** What you will do **
The entries are to be written out again with no differences.
▬▬▬▬▬▬▬▬▬▬
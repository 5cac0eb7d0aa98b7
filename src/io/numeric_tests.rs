use std::fs;
use std::io::Write;
use std::path::PathBuf;

use byteorder::{BigEndian, LittleEndian};
use num_complex::Complex;

use crate::io::numeric::{read_complexes, read_reals, read_triples, NumericReader};

type C128 = Complex<f64>;

fn write_temp(name: &str, bytes: &[u8]) -> PathBuf {
    let mut path = std::env::temp_dir();
    path.push(format!("bandsym_numeric_test_{name}"));
    let mut f = fs::File::create(&path).unwrap();
    f.write_all(bytes).unwrap();
    path
}

#[test]
fn test_io_numeric_reader_f64_le() {
    let values = [0.0f64, 1.5, -2.25, 3.0e10];
    let bytes = values
        .iter()
        .flat_map(|x| x.to_le_bytes())
        .collect::<Vec<_>>();
    let path = write_temp("f64_le", &bytes);
    let v = NumericReader::<_, LittleEndian, f64>::from_file(&path)
        .unwrap()
        .collect::<Vec<_>>();
    assert_eq!(v, values);
    fs::remove_file(path).unwrap();
}

#[test]
fn test_io_numeric_reader_f64_be() {
    let values = [1.0f64, -1.0, 0.125];
    let bytes = values
        .iter()
        .flat_map(|x| x.to_be_bytes())
        .collect::<Vec<_>>();
    let path = write_temp("f64_be", &bytes);
    let v = NumericReader::<_, BigEndian, f64>::from_file(&path)
        .unwrap()
        .collect::<Vec<_>>();
    assert_eq!(v, values);
    fs::remove_file(path).unwrap();
}

#[test]
fn test_io_numeric_reader_complex_interleaved() {
    let values = [C128::new(1.0, -2.0), C128::new(0.5, 0.25)];
    let bytes = values
        .iter()
        .flat_map(|z| {
            z.re.to_le_bytes()
                .into_iter()
                .chain(z.im.to_le_bytes())
                .collect::<Vec<_>>()
        })
        .collect::<Vec<_>>();
    let path = write_temp("c128_le", &bytes);
    let v = read_complexes::<LittleEndian, _>(&path, 2).unwrap();
    assert_eq!(v, values);
    fs::remove_file(path).unwrap();
}

#[test]
fn test_io_numeric_read_reals_count_check() {
    let bytes = [1.0f64, 2.0]
        .iter()
        .flat_map(|x| x.to_le_bytes())
        .collect::<Vec<_>>();
    let path = write_temp("f64_count", &bytes);
    assert!(read_reals::<LittleEndian, _>(&path, 2).is_ok());
    assert!(read_reals::<LittleEndian, _>(&path, 3).is_err());
    fs::remove_file(path).unwrap();
}

#[test]
fn test_io_numeric_read_triples() {
    let ints: [i32; 6] = [0, 0, 1, -1, 2, 0];
    let bytes = ints
        .iter()
        .flat_map(|x| x.to_le_bytes())
        .collect::<Vec<_>>();
    let path = write_temp("i32_triples", &bytes);
    let triples = read_triples::<LittleEndian, _>(&path).unwrap();
    assert_eq!(triples, vec![[0, 0, 1], [-1, 2, 0]]);
    fs::remove_file(path).unwrap();

    let bytes = ints[..5]
        .iter()
        .flat_map(|x| x.to_le_bytes())
        .collect::<Vec<_>>();
    let path = write_temp("i32_triples_bad", &bytes);
    assert!(read_triples::<LittleEndian, _>(&path).is_err());
    fs::remove_file(path).unwrap();
}
use num_complex::Complex;

use crate::chartab::{IrrepMatch, IrrepTable};

type C64 = Complex<f64>;

fn c(re: f64) -> C64 {
    C64::new(re, 0.0)
}

/// Table of the little group {E, P} with the even and odd parity irreps.
fn inversion_table() -> IrrepTable {
    IrrepTable::builder()
        .operations(vec![0, 1])
        .irreps(&[
            ("GM1+", vec![c(1.0), c(1.0)]),
            ("GM1-", vec![c(1.0), c(-1.0)]),
        ])
        .build()
        .unwrap()
}

#[test]
fn test_chartab_builder_validates_character_counts() {
    assert!(IrrepTable::builder()
        .operations(vec![0, 1])
        .irreps(&[("GM1+", vec![c(1.0)])])
        .build()
        .is_err());
}

#[test]
fn test_chartab_match_single_irrep() {
    let table = inversion_table();
    let matched = table.match_traces(&[c(1.0), c(-1.0)], 1e-2);
    assert_eq!(
        matched,
        IrrepMatch::Identified(vec![("GM1-".to_string(), 1)])
    );
}

#[test]
fn test_chartab_match_direct_sum() {
    let table = inversion_table();
    // A two-dimensional subspace containing one even and one odd state.
    let matched = table.match_traces(&[c(2.0), c(0.0)], 1e-2);
    assert_eq!(
        matched,
        IrrepMatch::Identified(vec![("GM1+".to_string(), 1), ("GM1-".to_string(), 1)])
    );

    let doubled = table.match_traces(&[c(4.0), c(4.0)], 1e-2);
    assert_eq!(
        doubled,
        IrrepMatch::Identified(vec![("GM1+".to_string(), 4)])
    );
}

#[test]
fn test_chartab_match_reports_ambiguity() {
    let table = inversion_table();
    let matched = table.match_traces(&[c(1.5), c(0.3)], 1e-2);
    match matched {
        IrrepMatch::Unidentified { residual } => assert!(residual > 1e-2),
        IrrepMatch::Identified(_) => panic!("Non-integral traces must not be identified."),
    }
}

#[test]
fn test_chartab_match_display() {
    let matched = IrrepMatch::Identified(vec![("GM1+".to_string(), 2), ("GM1-".to_string(), 1)]);
    assert_eq!(matched.to_string(), "2GM1+ ⊕ GM1-");
}

#[test]
fn test_chartab_yaml_roundtrip() {
    let table = inversion_table();
    let yaml = serde_yaml::to_string(&table).unwrap();
    let back: IrrepTable = serde_yaml::from_str(&yaml).unwrap();
    back.check().unwrap();
    assert_eq!(back.operations(), table.operations());
    assert_eq!(back.characters("GM1+"), table.characters("GM1+"));
}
▬▬▬▬▬▬▬▬▬▬
** Solution for this task **
repository 5cac0eb7d0aa98b7
filename src/io/numeric_tests.rs
use std::fs;
use std::io::Write;
use std::path::PathBuf;

use byteorder::{BigEndian, LittleEndian};
use num_complex::Complex;

use crate::io::numeric::{read_complexes, read_reals, read_triples, NumericReader};

type C128 = Complex<f64>;

fn write_temp(name: &str, bytes: &[u8]) -> PathBuf {
    let mut path = std::env::temp_dir();
    path.push(format!("bandsym_numeric_test_{name}"));
    let mut f = fs::File::create(&path).unwrap();
    f.write_all(bytes).unwrap();
    path
}

#[test]
fn test_io_numeric_reader_f64_le() {
    let values = [0.0f64, 1.5, -2.25, 3.0e10];
    let bytes = values
        .iter()
        .flat_map(|x| x.to_le_bytes())
        .collect::<Vec<_>>();
    let path = write_temp("f64_le", &bytes);
    let v = NumericReader::<_, LittleEndian, f64>::from_file(&path)
        .unwrap()
        .collect::<Vec<_>>();
    assert_eq!(v, values);
    fs::remove_file(path).unwrap();
}

#[test]
fn test_io_numeric_reader_f64_be() {
    let values = [1.0f64, -1.0, 0.125];
    let bytes = values
        .iter()
        .flat_map(|x| x.to_be_bytes())
        .collect::<Vec<_>>();
    let path = write_temp("f64_be", &bytes);
    let v = NumericReader::<_, BigEndian, f64>::from_file(&path)
        .unwrap()
        .collect::<Vec<_>>();
    assert_eq!(v, values);
    fs::remove_file(path).unwrap();
}

#[test]
fn test_io_numeric_reader_complex_interleaved() {
    let values = [C128::new(1.0, -2.0), C128::new(0.5, 0.25)];
    let bytes = values
        .iter()
        .flat_map(|z| {
            z.re.to_le_bytes()
                .into_iter()
                .chain(z.im.to_le_bytes())
                .collect::<Vec<_>>()
        })
        .collect::<Vec<_>>();
    let path = write_temp("c128_le", &bytes);
    let v = read_complexes::<LittleEndian, _>(&path, 2).unwrap();
    assert_eq!(v, values);
    fs::remove_file(path).unwrap();
}

#[test]
fn test_io_numeric_read_reals_count_check() {
    let bytes = [1.0f64, 2.0]
        .iter()
        .flat_map(|x| x.to_le_bytes())
        .collect::<Vec<_>>();
    let path = write_temp("f64_count", &bytes);
    assert!(read_reals::<LittleEndian, _>(&path, 2).is_ok());
    assert!(read_reals::<LittleEndian, _>(&path, 3).is_err());
    fs::remove_file(path).unwrap();
}

#[test]
fn test_io_numeric_read_triples() {
    let ints: [i32; 6] = [0, 0, 1, -1, 2, 0];
    let bytes = ints
        .iter()
        .flat_map(|x| x.to_le_bytes())
        .collect::<Vec<_>>();
    let path = write_temp("i32_triples", &bytes);
    let triples = read_triples::<LittleEndian, _>(&path).unwrap();
    assert_eq!(triples, vec![[0, 0, 1], [-1, 2, 0]]);
    fs::remove_file(path).unwrap();

    let bytes = ints[..5]
        .iter()
        .flat_map(|x| x.to_le_bytes())
        .collect::<Vec<_>>();
    let path = write_temp("i32_triples_bad", &bytes);
    assert!(read_triples::<LittleEndian, _>(&path).is_err());
    fs::remove_file(path).unwrap();
}
use num_complex::Complex;

use crate::chartab::{IrrepMatch, IrrepTable};

type C64 = Complex<f64>;

fn c(re: f64) -> C64 {
    C64::new(re, 0.0)
}

/// Table of the little group {E, P} with the even and odd parity irreps.
fn inversion_table() -> IrrepTable {
    IrrepTable::builder()
        .operations(vec![0, 1])
        .irreps(&[
            ("GM1+", vec![c(1.0), c(1.0)]),
            ("GM1-", vec![c(1.0), c(-1.0)]),
        ])
        .build()
        .unwrap()
}

#[test]
fn test_chartab_builder_validates_character_counts() {
    assert!(IrrepTable::builder()
        .operations(vec![0, 1])
        .irreps(&[("GM1+", vec![c(1.0)])])
        .build()
        .is_err());
}

#[test]
fn test_chartab_match_single_irrep() {
    let table = inversion_table();
    let matched = table.match_traces(&[c(1.0), c(-1.0)], 1e-2);
    assert_eq!(
        matched,
        IrrepMatch::Identified(vec![("GM1-".to_string(), 1)])
    );
}

#[test]
fn test_chartab_match_direct_sum() {
    let table = inversion_table();
    // A two-dimensional subspace containing one even and one odd state.
    let matched = table.match_traces(&[c(2.0), c(0.0)], 1e-2);
    assert_eq!(
        matched,
        IrrepMatch::Identified(vec![("GM1+".to_string(), 1), ("GM1-".to_string(), 1)])
    );

    let doubled = table.match_traces(&[c(4.0), c(4.0)], 1e-2);
    assert_eq!(
        doubled,
        IrrepMatch::Identified(vec![("GM1+".to_string(), 4)])
    );
}

#[test]
fn test_chartab_match_reports_ambiguity() {
    let table = inversion_table();
    let matched = table.match_traces(&[c(1.5), c(0.3)], 1e-2);
    match matched {
        IrrepMatch::Unidentified { residual } => assert!(residual > 1e-2),
        IrrepMatch::Identified(_) => panic!("Non-integral traces must not be identified."),
    }
}

#[test]
fn test_chartab_match_display() {
    let matched = IrrepMatch::Identified(vec![("GM1+".to_string(), 2), ("GM1-".to_string(), 1)]);
    assert_eq!(matched.to_string(), "2GM1+ ⊕ GM1-");
}

#[test]
fn test_chartab_yaml_roundtrip() {
    let table = inversion_table();
    let yaml = serde_yaml::to_string(&table).unwrap();
    let back: IrrepTable = serde_yaml::from_str(&yaml).unwrap();
    back.check().unwrap();
    assert_eq!(back.operations(), table.operations());
    assert_eq!(back.characters("GM1+"), table.characters("GM1+"));
}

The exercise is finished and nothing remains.